Only one stretch of the data below is wanted: the lines from the one with "if is_noun(w[1], noun)" through the one with "foo.c:9:5: error: use", repeated exactly.

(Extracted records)
[Start of Attachment]

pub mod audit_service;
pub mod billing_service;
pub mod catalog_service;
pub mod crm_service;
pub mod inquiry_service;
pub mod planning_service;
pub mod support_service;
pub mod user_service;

[End of Attachment]
[Start of Attachment]

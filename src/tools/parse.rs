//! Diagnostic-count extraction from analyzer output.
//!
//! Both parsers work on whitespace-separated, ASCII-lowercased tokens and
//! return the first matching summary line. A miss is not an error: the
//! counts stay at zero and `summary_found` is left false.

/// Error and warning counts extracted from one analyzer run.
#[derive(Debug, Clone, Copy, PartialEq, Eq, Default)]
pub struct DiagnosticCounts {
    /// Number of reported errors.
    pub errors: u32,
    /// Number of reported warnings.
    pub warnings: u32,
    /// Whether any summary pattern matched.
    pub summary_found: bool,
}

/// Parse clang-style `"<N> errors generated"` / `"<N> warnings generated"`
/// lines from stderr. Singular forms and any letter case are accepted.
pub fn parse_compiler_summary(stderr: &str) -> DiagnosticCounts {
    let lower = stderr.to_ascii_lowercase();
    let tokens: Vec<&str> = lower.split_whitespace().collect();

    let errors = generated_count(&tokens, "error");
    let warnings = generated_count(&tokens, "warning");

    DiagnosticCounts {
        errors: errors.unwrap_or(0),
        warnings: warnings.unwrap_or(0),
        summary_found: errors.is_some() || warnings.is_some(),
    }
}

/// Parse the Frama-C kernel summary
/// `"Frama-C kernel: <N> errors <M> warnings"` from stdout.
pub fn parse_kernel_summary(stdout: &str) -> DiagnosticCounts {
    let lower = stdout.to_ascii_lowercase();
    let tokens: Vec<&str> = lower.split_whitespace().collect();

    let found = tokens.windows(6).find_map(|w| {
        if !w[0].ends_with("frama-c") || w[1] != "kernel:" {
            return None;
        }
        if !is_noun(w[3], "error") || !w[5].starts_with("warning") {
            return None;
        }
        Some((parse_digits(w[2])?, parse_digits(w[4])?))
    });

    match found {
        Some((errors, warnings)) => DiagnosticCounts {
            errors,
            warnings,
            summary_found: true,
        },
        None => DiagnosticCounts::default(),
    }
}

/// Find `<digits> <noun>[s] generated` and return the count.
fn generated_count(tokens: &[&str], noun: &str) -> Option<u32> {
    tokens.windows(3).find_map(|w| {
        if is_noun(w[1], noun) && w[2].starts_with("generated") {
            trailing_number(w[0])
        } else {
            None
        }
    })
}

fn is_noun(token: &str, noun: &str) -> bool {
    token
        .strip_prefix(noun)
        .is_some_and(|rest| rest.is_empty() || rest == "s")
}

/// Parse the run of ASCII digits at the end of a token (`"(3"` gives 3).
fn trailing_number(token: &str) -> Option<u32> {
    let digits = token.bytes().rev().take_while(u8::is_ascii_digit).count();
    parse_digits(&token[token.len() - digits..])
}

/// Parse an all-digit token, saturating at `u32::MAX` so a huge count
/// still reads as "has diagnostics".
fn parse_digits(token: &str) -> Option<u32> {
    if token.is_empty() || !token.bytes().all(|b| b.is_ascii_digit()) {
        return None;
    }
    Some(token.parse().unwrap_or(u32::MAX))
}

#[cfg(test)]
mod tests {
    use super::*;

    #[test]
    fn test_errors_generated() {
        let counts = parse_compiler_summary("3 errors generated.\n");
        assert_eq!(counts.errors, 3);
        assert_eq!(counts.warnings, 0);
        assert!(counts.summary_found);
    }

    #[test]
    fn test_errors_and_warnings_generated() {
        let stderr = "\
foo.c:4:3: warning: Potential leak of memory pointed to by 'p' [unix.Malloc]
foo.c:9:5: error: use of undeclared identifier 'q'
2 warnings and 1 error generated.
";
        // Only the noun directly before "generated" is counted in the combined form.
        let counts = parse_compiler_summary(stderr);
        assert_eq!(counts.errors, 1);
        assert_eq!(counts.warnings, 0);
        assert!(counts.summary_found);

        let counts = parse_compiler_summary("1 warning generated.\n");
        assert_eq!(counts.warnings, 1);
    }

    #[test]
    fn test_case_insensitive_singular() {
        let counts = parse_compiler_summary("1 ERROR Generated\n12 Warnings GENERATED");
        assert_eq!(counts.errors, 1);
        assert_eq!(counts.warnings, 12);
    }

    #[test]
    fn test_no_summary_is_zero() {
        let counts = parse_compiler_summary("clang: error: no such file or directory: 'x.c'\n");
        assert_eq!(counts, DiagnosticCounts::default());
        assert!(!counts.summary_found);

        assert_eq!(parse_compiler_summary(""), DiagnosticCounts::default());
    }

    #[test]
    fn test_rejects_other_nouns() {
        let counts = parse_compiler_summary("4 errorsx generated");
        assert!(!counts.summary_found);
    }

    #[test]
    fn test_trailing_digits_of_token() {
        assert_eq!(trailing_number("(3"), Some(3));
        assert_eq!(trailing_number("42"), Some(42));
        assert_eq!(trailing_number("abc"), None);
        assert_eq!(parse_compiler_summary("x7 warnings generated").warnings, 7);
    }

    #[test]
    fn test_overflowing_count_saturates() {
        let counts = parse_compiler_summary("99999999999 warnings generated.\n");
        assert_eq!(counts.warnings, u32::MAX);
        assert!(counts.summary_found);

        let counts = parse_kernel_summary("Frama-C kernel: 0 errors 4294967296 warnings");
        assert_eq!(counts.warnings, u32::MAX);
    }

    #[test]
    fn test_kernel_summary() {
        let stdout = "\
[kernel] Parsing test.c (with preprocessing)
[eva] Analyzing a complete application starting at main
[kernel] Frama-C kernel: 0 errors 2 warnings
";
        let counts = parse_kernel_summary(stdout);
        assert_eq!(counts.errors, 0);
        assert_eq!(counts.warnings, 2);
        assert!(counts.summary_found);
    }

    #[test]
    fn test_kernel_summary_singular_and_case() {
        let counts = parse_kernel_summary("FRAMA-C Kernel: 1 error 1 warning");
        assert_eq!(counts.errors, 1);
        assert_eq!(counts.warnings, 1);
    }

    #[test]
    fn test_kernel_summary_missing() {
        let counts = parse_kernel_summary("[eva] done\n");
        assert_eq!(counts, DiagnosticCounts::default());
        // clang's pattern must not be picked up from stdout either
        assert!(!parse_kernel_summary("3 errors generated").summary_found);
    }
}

[End of Attachment]

§ Exercise answer:
        if is_noun(w[1], noun) && w[2].starts_with("generated") {
            trailing_number(w[0])
        } else {
            None
        }
    })
}

fn is_noun(token: &str, noun: &str) -> bool {
    token
        .strip_prefix(noun)
        .is_some_and(|rest| rest.is_empty() || rest == "s")
}

/// Parse the run of ASCII digits at the end of a token (`"(3"` gives 3).
fn trailing_number(token: &str) -> Option<u32> {
    let digits = token.bytes().rev().take_while(u8::is_ascii_digit).count();
    parse_digits(&token[token.len() - digits..])
}

/// Parse an all-digit token, saturating at `u32::MAX` so a huge count
/// still reads as "has diagnostics".
fn parse_digits(token: &str) -> Option<u32> {
    if token.is_empty() || !token.bytes().all(|b| b.is_ascii_digit()) {
        return None;
    }
    Some(token.parse().unwrap_or(u32::MAX))
}

#[cfg(test)]
mod tests {
    use super::*;

    #[test]
    fn test_errors_generated() {
        let counts = parse_compiler_summary("3 errors generated.\n");
        assert_eq!(counts.errors, 3);
        assert_eq!(counts.warnings, 0);
        assert!(counts.summary_found);
    }

    #[test]
    fn test_errors_and_warnings_generated() {
        let stderr = "\
foo.c:4:3: warning: Potential leak of memory pointed to by 'p' [unix.Malloc]
foo.c:9:5: error: use of undeclared identifier 'q'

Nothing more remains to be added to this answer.